ACTION ITEM →
Without omitting anything, return the records precisely as given.

DATA PROVIDED →
···

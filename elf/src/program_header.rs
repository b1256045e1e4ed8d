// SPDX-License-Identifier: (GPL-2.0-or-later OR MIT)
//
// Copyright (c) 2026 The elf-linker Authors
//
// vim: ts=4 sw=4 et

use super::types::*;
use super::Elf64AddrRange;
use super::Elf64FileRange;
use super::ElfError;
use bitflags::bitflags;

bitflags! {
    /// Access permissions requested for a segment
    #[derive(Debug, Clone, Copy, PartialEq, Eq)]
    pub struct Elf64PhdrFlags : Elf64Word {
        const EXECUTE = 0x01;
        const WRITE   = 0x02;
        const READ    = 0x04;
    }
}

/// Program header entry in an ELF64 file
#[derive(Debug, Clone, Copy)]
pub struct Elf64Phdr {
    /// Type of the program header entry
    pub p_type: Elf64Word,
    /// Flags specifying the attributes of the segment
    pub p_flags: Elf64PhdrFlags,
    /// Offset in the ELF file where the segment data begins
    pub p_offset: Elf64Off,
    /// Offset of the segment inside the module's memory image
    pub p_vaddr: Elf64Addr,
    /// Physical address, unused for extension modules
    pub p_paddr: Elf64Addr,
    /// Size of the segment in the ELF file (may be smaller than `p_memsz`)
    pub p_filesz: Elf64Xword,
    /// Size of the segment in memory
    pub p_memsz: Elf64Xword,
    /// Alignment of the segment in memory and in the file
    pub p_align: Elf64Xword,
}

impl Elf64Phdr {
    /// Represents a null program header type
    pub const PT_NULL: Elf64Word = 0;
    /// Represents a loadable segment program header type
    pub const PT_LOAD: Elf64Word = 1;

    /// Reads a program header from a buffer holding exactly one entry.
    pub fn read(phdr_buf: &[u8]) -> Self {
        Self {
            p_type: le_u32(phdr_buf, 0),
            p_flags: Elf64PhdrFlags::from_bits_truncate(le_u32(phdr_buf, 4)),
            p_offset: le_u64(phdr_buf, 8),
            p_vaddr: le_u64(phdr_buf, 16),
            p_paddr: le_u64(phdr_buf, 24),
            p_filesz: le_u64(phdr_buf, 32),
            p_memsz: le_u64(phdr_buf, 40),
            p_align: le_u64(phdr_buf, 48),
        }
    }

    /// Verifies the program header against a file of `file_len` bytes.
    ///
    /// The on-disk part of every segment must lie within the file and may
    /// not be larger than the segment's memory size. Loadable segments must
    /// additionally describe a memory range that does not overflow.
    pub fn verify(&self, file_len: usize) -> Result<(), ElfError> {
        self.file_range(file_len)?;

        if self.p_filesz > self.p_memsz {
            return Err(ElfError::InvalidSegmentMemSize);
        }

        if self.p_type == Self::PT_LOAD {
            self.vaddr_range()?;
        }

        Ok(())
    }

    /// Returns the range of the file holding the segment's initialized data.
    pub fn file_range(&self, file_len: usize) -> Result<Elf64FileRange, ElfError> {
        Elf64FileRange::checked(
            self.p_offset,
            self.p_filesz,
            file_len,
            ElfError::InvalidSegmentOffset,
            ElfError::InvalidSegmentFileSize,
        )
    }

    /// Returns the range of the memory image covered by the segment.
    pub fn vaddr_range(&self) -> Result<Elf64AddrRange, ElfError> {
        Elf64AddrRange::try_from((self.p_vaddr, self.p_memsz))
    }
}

···

SOLUTION →
filename elf/src/program_header.rs
repository b1256045e1e4ed8d
// SPDX-License-Identifier: (GPL-2.0-or-later OR MIT)
//
// Copyright (c) 2026 The elf-linker Authors
//
// vim: ts=4 sw=4 et

use super::types::*;
use super::Elf64AddrRange;
use super::Elf64FileRange;
use super::ElfError;
use bitflags::bitflags;

bitflags! {
    /// Access permissions requested for a segment
    #[derive(Debug, Clone, Copy, PartialEq, Eq)]
    pub struct Elf64PhdrFlags : Elf64Word {
        const EXECUTE = 0x01;
        const WRITE   = 0x02;
        const READ    = 0x04;
    }
}

/// Program header entry in an ELF64 file
#[derive(Debug, Clone, Copy)]
pub struct Elf64Phdr {
    /// Type of the program header entry
    pub p_type: Elf64Word,
    /// Flags specifying the attributes of the segment
    pub p_flags: Elf64PhdrFlags,
    /// Offset in the ELF file where the segment data begins
    pub p_offset: Elf64Off,
    /// Offset of the segment inside the module's memory image
    pub p_vaddr: Elf64Addr,
    /// Physical address, unused for extension modules
    pub p_paddr: Elf64Addr,
    /// Size of the segment in the ELF file (may be smaller than `p_memsz`)
    pub p_filesz: Elf64Xword,
    /// Size of the segment in memory
    pub p_memsz: Elf64Xword,
    /// Alignment of the segment in memory and in the file
    pub p_align: Elf64Xword,
}

impl Elf64Phdr {
    /// Represents a null program header type
    pub const PT_NULL: Elf64Word = 0;
    /// Represents a loadable segment program header type
    pub const PT_LOAD: Elf64Word = 1;

    /// Reads a program header from a buffer holding exactly one entry.
    pub fn read(phdr_buf: &[u8]) -> Self {
        Self {
            p_type: le_u32(phdr_buf, 0),
            p_flags: Elf64PhdrFlags::from_bits_truncate(le_u32(phdr_buf, 4)),
            p_offset: le_u64(phdr_buf, 8),
            p_vaddr: le_u64(phdr_buf, 16),
            p_paddr: le_u64(phdr_buf, 24),
            p_filesz: le_u64(phdr_buf, 32),
            p_memsz: le_u64(phdr_buf, 40),
            p_align: le_u64(phdr_buf, 48),
        }
    }

    /// Verifies the program header against a file of `file_len` bytes.
    ///
    /// The on-disk part of every segment must lie within the file and may
    /// not be larger than the segment's memory size. Loadable segments must
    /// additionally describe a memory range that does not overflow.
    pub fn verify(&self, file_len: usize) -> Result<(), ElfError> {
        self.file_range(file_len)?;

        if self.p_filesz > self.p_memsz {
            return Err(ElfError::InvalidSegmentMemSize);
        }

        if self.p_type == Self::PT_LOAD {
            self.vaddr_range()?;
        }

        Ok(())
    }

    /// Returns the range of the file holding the segment's initialized data.
    pub fn file_range(&self, file_len: usize) -> Result<Elf64FileRange, ElfError> {
        Elf64FileRange::checked(
            self.p_offset,
            self.p_filesz,
            file_len,
            ElfError::InvalidSegmentOffset,
            ElfError::InvalidSegmentFileSize,
        )
    }

    /// Returns the range of the memory image covered by the segment.
    pub fn vaddr_range(&self) -> Result<Elf64AddrRange, ElfError> {
        Elf64AddrRange::try_from((self.p_vaddr, self.p_memsz))
    }
}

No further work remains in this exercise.